Although this has been mentioned already, it is an important part of Ethereum’s growth. The POS system is not only more efficient, but it signifies Ethereum as a leading coin in terms of sustainability. This will be important in the future, considering the growing awareness and attitude toward sustainable products.
Many experts will make their choice based on technology alone. Ethereum’s network beats many other coins on the market, as it has the capacity to store value, pay for products, program smart contracts, tokenize assets, create dApps and more. It is so much more than a payment system. It is a digital world which has a potential which is not even close to being tapped yet.
Is The Air Too Tight For Bitcoin?
With all this being said, it looks certain that Ethereum has a current stranglehold in the market.

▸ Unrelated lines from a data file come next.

use std::sync::Arc;

use tokio::sync::broadcast::{self, error::RecvError, error::TryRecvError};
use tokio::sync::oneshot;
use tokio::task::JoinHandle;
use tracing::{debug, info, warn};

use crate::application::use_cases::expiry::{ExpiryBus, Navigator, SessionExpired};
use crate::application::use_cases::session::SessionHolder;

/// Background task that turns [`SessionExpired`] events into a forced logout
/// and one redirect to login.
///
/// An event only acts when its token is still the session token, so a burst
/// of failures from one expired token logs out once.
pub struct ExpiryListener {
    shutdown: Option<oneshot::Sender<()>>,
    handle: Option<JoinHandle<()>>,
}

impl ExpiryListener {
    /// Subscribe to `bus` and start listening. Events published after this
    /// returns are seen by the listener.
    pub fn spawn(
        bus: &ExpiryBus,
        session: Arc<SessionHolder>,
        navigator: Arc<dyn Navigator>,
    ) -> Self {
        let events = bus.subscribe();
        let (shutdown_tx, shutdown_rx) = oneshot::channel();

        let handle = tokio::spawn(run_expiry_loop(events, shutdown_rx, session, navigator));

        Self {
            shutdown: Some(shutdown_tx),
            handle: Some(handle),
        }
    }

    /// Handle anything already published, then stop.
    pub async fn stop(mut self) {
        if let Some(shutdown) = self.shutdown.take() {
            let _ = shutdown.send(());
        }
        if let Some(handle) = self.handle.take() {
            if let Err(e) = handle.await {
                warn!(error = %e, "Expiry listener ended abnormally");
            }
        }
    }
}

impl Drop for ExpiryListener {
    fn drop(&mut self) {
        if let Some(handle) = self.handle.take() {
            handle.abort();
        }
    }
}

async fn run_expiry_loop(
    mut events: broadcast::Receiver<SessionExpired>,
    mut shutdown: oneshot::Receiver<()>,
    session: Arc<SessionHolder>,
    navigator: Arc<dyn Navigator>,
) {
    debug!("Expiry listener started");

    loop {
        tokio::select! {
            biased;
            event = events.recv() => match event {
                Ok(event) => handle_expired(&event, &session, navigator.as_ref()).await,
                Err(RecvError::Lagged(skipped)) => {
                    warn!(skipped, "Expiry listener lagged behind");
                }
                Err(RecvError::Closed) => break,
            },
            _ = &mut shutdown => {
                drain(&mut events, &session, navigator.as_ref()).await;
                break;
            }
        }
    }

    debug!("Expiry listener stopped");
}

async fn drain(
    events: &mut broadcast::Receiver<SessionExpired>,
    session: &SessionHolder,
    navigator: &dyn Navigator,
) {
    loop {
        match events.try_recv() {
            Ok(event) => handle_expired(&event, session, navigator).await,
            Err(TryRecvError::Lagged(skipped)) => {
                warn!(skipped, "Expiry listener lagged behind");
            }
            Err(TryRecvError::Empty | TryRecvError::Closed) => break,
        }
    }
}

async fn handle_expired(event: &SessionExpired, session: &SessionHolder, navigator: &dyn Navigator) {
    if session.token().as_ref() != Some(&event.token) {
        debug!(token = ?event.token, "Ignoring expiry for a token no longer in use");
        return;
    }

    info!("Session expired; logging out");
    session.logout().await;
    navigator.redirect_to_login();
}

It has a bucketload of potential and a number of arms to its system, which suggest it will be successful in its adaptation to Web3. As mentioned previously, however, the crypto market is hard to predict. Whilst, as of right now, it can be argued that Ethereum has a tight grip on things, that doesn’t mean it is cutting off the air of its rivals entirely.
The price of Bitcoin remains much higher than Ethereum, and there are plenty of bullish predictions which show it reaching new peaks in the future. As ever with the entire crypto market, it is a case of looking at how high the waves are building and which have the potential to reach the highest. Both Bitcoin and Ethereum can be argued as good investments, so think responsibility about your portfolio and always have a vision of the future when making your decision.
DISCLAIMER
This content does not constitute investment advice, financial advice, trading advice or any other type of advice and should not be considered as such; zondacrypto does not recommend buying, selling or owning any cryptocurrency. Investing in cryptocurrencies involves a high degree of risk. There is a risk of losing invested funds due to changes in cryptocurrency exchange rates.